I don't wonder he resented the trick, and played one on me in return.
But I am transgressing the rule I laid down for myself in the outset of
these stories--not to prate much about my own pets. According to this
rule, I ought to have touched much more lightly upon the life and times
of old Jack.
A correspondent of the Providence (R. I.) Journal, gives an account of a
horse in his neighborhood that was remarkably fond of music. "A
physician," he says, "called daily to visit a patient opposite to my
place of residence. We had a piano in the room on the street, on which a
young lady daily practiced for several hours in the morning.

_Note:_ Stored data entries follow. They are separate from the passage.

//! Trash service: move to trash, restore, permanent delete, and purge.
//!
//! Moving a document to trash only writes a marker row; the object stays
//! where it is. Permanent deletion removes the marker first and the object
//! afterwards, best effort.

use std::sync::Arc;
use std::time::Duration;

use chrono::{DateTime, Utc};
use serde::{Deserialize, Serialize};
use tracing::info;

use locker_core::error::AppError;
use locker_core::result::AppResult;
use locker_core::traits::storage::{StorageObjectMeta, StorageProvider};
use locker_core::types::{MarkerId, Outcome, UserId};
use locker_database::store::{FolderStore, ShareStore, TrashStore};
use locker_entity::document::DocumentPath;
use locker_entity::trash::{CreateDeletedDocument, DeletedDocument, TrashedDocument};

use crate::context::RequestContext;
use crate::document::reconcile::TrashIndex;
use crate::document::owned_path;

/// Result of a purge run.
#[derive(Debug, Clone, Serialize, Deserialize)]
pub struct PurgeSummary {
    /// Markers older than this were purged.
    pub cutoff: DateTime<Utc>,
    /// Number of markers removed.
    pub purged: u64,
    /// Number of objects handed to the bulk delete.
    pub objects_removed: usize,
}

/// Manages the user's trash.
#[derive(Debug, Clone)]
pub struct TrashService {
    storage: Arc<dyn StorageProvider>,
    trash_store: Arc<dyn TrashStore>,
    share_store: Arc<dyn ShareStore>,
    folder_store: Arc<dyn FolderStore>,
    signed_url_ttl: Duration,
    retention_days: u32,
}

impl TrashService {
    /// Creates a new trash service.
    pub fn new(
        storage: Arc<dyn StorageProvider>,
        trash_store: Arc<dyn TrashStore>,
        share_store: Arc<dyn ShareStore>,
        folder_store: Arc<dyn FolderStore>,
        signed_url_ttl: Duration,
        retention_days: u32,
    ) -> Self {
        Self {
            storage,
            trash_store,
            share_store,
            folder_store,
            signed_url_ttl,
            retention_days,
        }
    }

    /// Index of the user's markers.
    pub async fn index(&self, user_id: UserId) -> AppResult<TrashIndex> {
        let markers = self.trash_store.list_for_user(user_id).await?;
        Ok(TrashIndex::new(&markers))
    }

    /// Whether `path` is covered by one of the user's markers.
    pub async fn is_trashed(&self, user_id: UserId, path: &str) -> AppResult<bool> {
        Ok(self.index(user_id).await?.contains(path))
    }

    /// Lists trashed documents, newest first, with their object status.
    pub async fn list_trashed(&self, ctx: &RequestContext) -> AppResult<Vec<TrashedDocument>> {
        let markers = self.trash_store.list_for_user(ctx.user_id).await?;
        let mut documents = Vec::with_capacity(markers.len());

        for marker in markers {
            let decoded = DocumentPath::parse(&marker.document_path)
                .or_else(|_| DocumentPath::parse(&fallback_key(ctx.user_id, &marker)))
                .ok();
            let located = self.locate(ctx.user_id, &marker).await?;

            let (url, size) = match &located {
                Some(object) => (
                    Some(
                        self.storage
                            .signed_url(&object.path, self.signed_url_ttl)
                            .await?,
                    ),
                    object.size_bytes,
                ),
                None => (None, 0),
            };

            documents.push(TrashedDocument {
                id: marker.id,
                display_name: decoded
                    .as_ref()
                    .map(DocumentPath::display_name)
                    .unwrap_or_else(|| marker.document_name.clone()),
                category: decoded
                    .as_ref()
                    .map(|p| p.category().clone())
                    .unwrap_or_default(),
                document_path: marker.document_path,
                deleted_at: marker.deleted_at,
                url,
                size,
                available: located.is_some(),
            });
        }

        Ok(documents)
    }

    /// Marks a document as trashed. The object is not touched.
    pub async fn move_to_trash(
        &self,
        ctx: &RequestContext,
        raw_path: &str,
    ) -> AppResult<DeletedDocument> {
        let path = owned_path(ctx, raw_path)?;
        if path.is_private() {
            return Err(AppError::validation(
                "Private documents are deleted permanently, not moved to trash",
            ));
        }
        if self.is_trashed(ctx.user_id, path.as_str()).await? {
            return Err(AppError::conflict(format!(
                "Document '{}' is already in trash",
                path.as_str()
            )));
        }
        if !self.storage.exists(path.as_str()).await? {
            return Err(AppError::not_found(format!(
                "Document '{}' not found",
                path.as_str()
            )));
        }

        let marker = self
            .trash_store
            .insert(&CreateDeletedDocument {
                user_id: ctx.user_id,
                document_path: path.as_str().to_string(),
                document_name: path.display_name(),
            })
            .await?;

        info!(
            user_id = %ctx.user_id,
            marker_id = %marker.id,
            path = %marker.document_path,
            "Document moved to trash"
        );

        Ok(marker)
    }

    /// Restores a trashed document by removing its marker.
    pub async fn restore(&self, ctx: &RequestContext, id: MarkerId) -> AppResult<()> {
        if !self.trash_store.delete(ctx.user_id, id).await? {
            return Err(AppError::not_found(format!("Trash entry {id} not found")));
        }
        info!(user_id = %ctx.user_id, marker_id = %id, "Document restored from trash");
        Ok(())
    }

    /// Removes the marker, then the object and anything referencing it.
    ///
    /// Only the marker removal can fail the call; object and reference
    /// cleanup failures are reported as advisories.
    pub async fn permanently_delete(
        &self,
        ctx: &RequestContext,
        id: MarkerId,
    ) -> AppResult<Outcome<DeletedDocument>> {
        let marker = self
            .trash_store
            .find_by_id(ctx.user_id, id)
            .await?
            .ok_or_else(|| AppError::not_found(format!("Trash entry {id} not found")))?;

        if !self.trash_store.delete(ctx.user_id, id).await? {
            return Err(AppError::not_found(format!("Trash entry {id} not found")));
        }

        let mut outcome = Outcome::clean(());
        match self.locate(ctx.user_id, &marker).await {
            Ok(Some(object)) => {
                if let Err(e) = self.storage.delete(&object.path).await {
                    outcome.advise("storage.delete", e.to_string());
                }
                self.forget_references(ctx.user_id, &object.path, &mut outcome)
                    .await;
            }
            Ok(None) => {
                self.forget_references(ctx.user_id, &marker.document_path, &mut outcome)
                    .await;
            }
            Err(e) => outcome.advise("storage.locate", e.to_string()),
        }

        info!(
            user_id = %ctx.user_id,
            marker_id = %id,
            path = %marker.document_path,
            advisories = outcome.advisories.len(),
            "Document permanently deleted"
        );

        Ok(outcome.map(|()| marker))
    }

    /// Permanently deletes every marker older than `days` (default: the
    /// configured retention).
    pub async fn purge(
        &self,
        ctx: &RequestContext,
        days: Option<u32>,
    ) -> AppResult<Outcome<PurgeSummary>> {
        let days = days.unwrap_or(self.retention_days);
        let cutoff = ctx.request_time - chrono::Duration::days(i64::from(days));
        let markers = self.trash_store.list_older_than(ctx.user_id, cutoff).await?;

        let mut outcome = Outcome::clean(());
        if markers.is_empty() {
            return Ok(outcome.map(|()| PurgeSummary {
                cutoff,
                purged: 0,
                objects_removed: 0,
            }));
        }

        let mut keys = Vec::with_capacity(markers.len());
        for marker in &markers {
            match self.locate(ctx.user_id, marker).await {
                Ok(Some(object)) => keys.push(object.path),
                Ok(None) => {}
                Err(e) => outcome.advise("storage.locate", e.to_string()),
            }
        }

        let objects_removed = keys.len();
        if !keys.is_empty() {
            if let Err(e) = self.storage.delete_many(&keys).await {
                outcome.advise("storage.delete_many", e.to_string());
            }
        }
        for marker in &markers {
            self.forget_references(ctx.user_id, &marker.document_path, &mut outcome)
                .await;
        }

        let ids: Vec<MarkerId> = markers.iter().map(|m| m.id).collect();
        let purged = self.trash_store.delete_many(ctx.user_id, &ids).await?;

        info!(
            user_id = %ctx.user_id,
            days,
            purged,
            objects_removed,
            "Trash purged"
        );

        Ok(outcome.map(|()| PurgeSummary {
            cutoff,
            purged,
            objects_removed,
        }))
    }

    /// Find the object a marker refers to: the stored key first, then the
    /// flat `{user}/{basename}` key older markers point at.
    async fn locate(
        &self,
        user_id: UserId,
        marker: &DeletedDocument,
    ) -> AppResult<Option<StorageObjectMeta>> {
        let stored = marker.document_path.trim_start_matches('/').to_string();
        let fallback = fallback_key(user_id, marker);
        let candidates = if marker.is_legacy() || stored == fallback {
            vec![fallback]
        } else {
            vec![stored, fallback]
        };

        for key in candidates {
            match self.storage.metadata(&key).await {
                Ok(object) => return Ok(Some(object)),
                Err(e) if e.is_not_found() => continue,
                Err(e) => return Err(e),
            }
        }
        Ok(None)
    }

    /// Drop shares and the folder assignment pointing at `path`.
    pub(crate) async fn forget_references(
        &self,
        user_id: UserId,
        path: &str,
        outcome: &mut Outcome<()>,
    ) {
        if let Err(e) = self.share_store.delete_for_document(user_id, path).await {
            outcome.advise("shares.delete", e.to_string());
        }
        if let Err(e) = self.folder_store.remove_assignment(user_id, path).await {
            outcome.advise("folders.unassign", e.to_string());
        }
    }
}

fn fallback_key(user_id: UserId, marker: &DeletedDocument) -> String {
    format!("{user_id}/{}", marker.basename())
}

The weather
was warm, and the windows were open, and the moment the horse caught the
sound of the piano, he would deliberately wheel about, cross the street,
place himself as near the window as possible, and there, with ears and
eyes dilating, would he quietly stand and listen till his owner came for
him. This was his daily practice. Sometimes the young lady would stop
playing when the doctor drove up. The horse would then remain quietly in
his place; but the first stroke of a key would arrest his attention, and
half a dozen notes would invariably call him across the street.